Interessant wäre eigentlich noch
zu wissen, ob die Polizei eigentlich selber an die Anschuldigung
glaubte. Denn das in einem Gebäudekomplex in dem knapp hundert
Leute arbeiten, fast 13 Jahre lang Sprengstoff gelagert sein soll,
ohne das jemand etwas davon mitbekommt, ist nun wirklich nicht sehr
wahrscheinlich. Dank der vielen oppositionellen Strukturen, die im
Mehringhof untergebracht sind, dürfte der zumindest der
Verfassungsschutz ziemlich gut über Vorgänge dort
informiert sein, vermutet Rainer Nitsche, der Verleger des Transit
Verlags, der im Mehringhof seine Büroräume hat in einem
Interview mit der jungen Welt (22.12.99). Seiner Ansicht nach ist die
Zeugenaussage, dort würde sich ein Sprengstoffdepot befinden,
durch die Kronzeugenregelung entstanden. Der Aussagende hätte
sich so von einer möglichen Strafe freikaufen wollen.

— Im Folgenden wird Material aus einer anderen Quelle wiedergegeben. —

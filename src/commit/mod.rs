//! Commit engine
//!
//! Edits accumulate as pending stamps plus uncommitted component sequences.
//! A commit runs the registered change checkers, then either finalizes every
//! pending stamp with one shared commit time and emits a `CommitRecord`, or
//! reverts and leaves the committed store untouched.

mod alert;
mod checker;
mod errors;
mod listener;
mod record;
mod registry;
mod service;
mod task;

pub use alert::{Alert, AlertCollection, AlertSeverity};
pub use checker::{ChangeChecker, CheckPhase};
pub use errors::{CommitError, CommitResult};
pub use listener::CommitListener;
pub use record::CommitRecord;
pub use registry::{ActiveTaskGuard, ActiveTaskRegistry};
pub use service::CommitService;
pub use task::{CommitState, CommitTask, UncommittedSets};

Auch das Haus der Demokratie
verurteilte die Durchsuchung des Mehringhofs als repressive Maßnahme
gegen unbequeme, oppositionelle Strukturen.
Fazit:
Ohne Frage war die Durchsuchung des
Mehringhofs völlig überzogen. Der Einsatz von ca. 1000
Polizeibeamten und vor allem der Antiterroreinheit GSG 9 sollte wohl
eher der Einschüchterung dienen, als zur Aufklärung über
Waffendepots der RZ. Der Mehringhof hat zentrale Bedeutung für
die radikale Linke vor allem im Westteil der Stadt. Vielleicht diente
die größte Durchsuchung seit Gründung des Mehringhofs
viel mehr dazu, wieder einmal Einblick in die linke Szene zu
erhalten. Diese Vermutung bestätigt sich vor allem dadurch, dass
zahlreiche Computer angeworfen worden sind und von Speziallisten
untersucht wurden. Ziel einer solch unverhältnismäßige
Durchsuchung könnte es auch sein das Feinbild "links"
zu festigen oder zumindest mal wieder in Erinnerung zu bringen.
Quellen: Presseerklärung des
Mehringhofs, der BAW, des Hauses der Demokratie; junge Welt vom 21 u.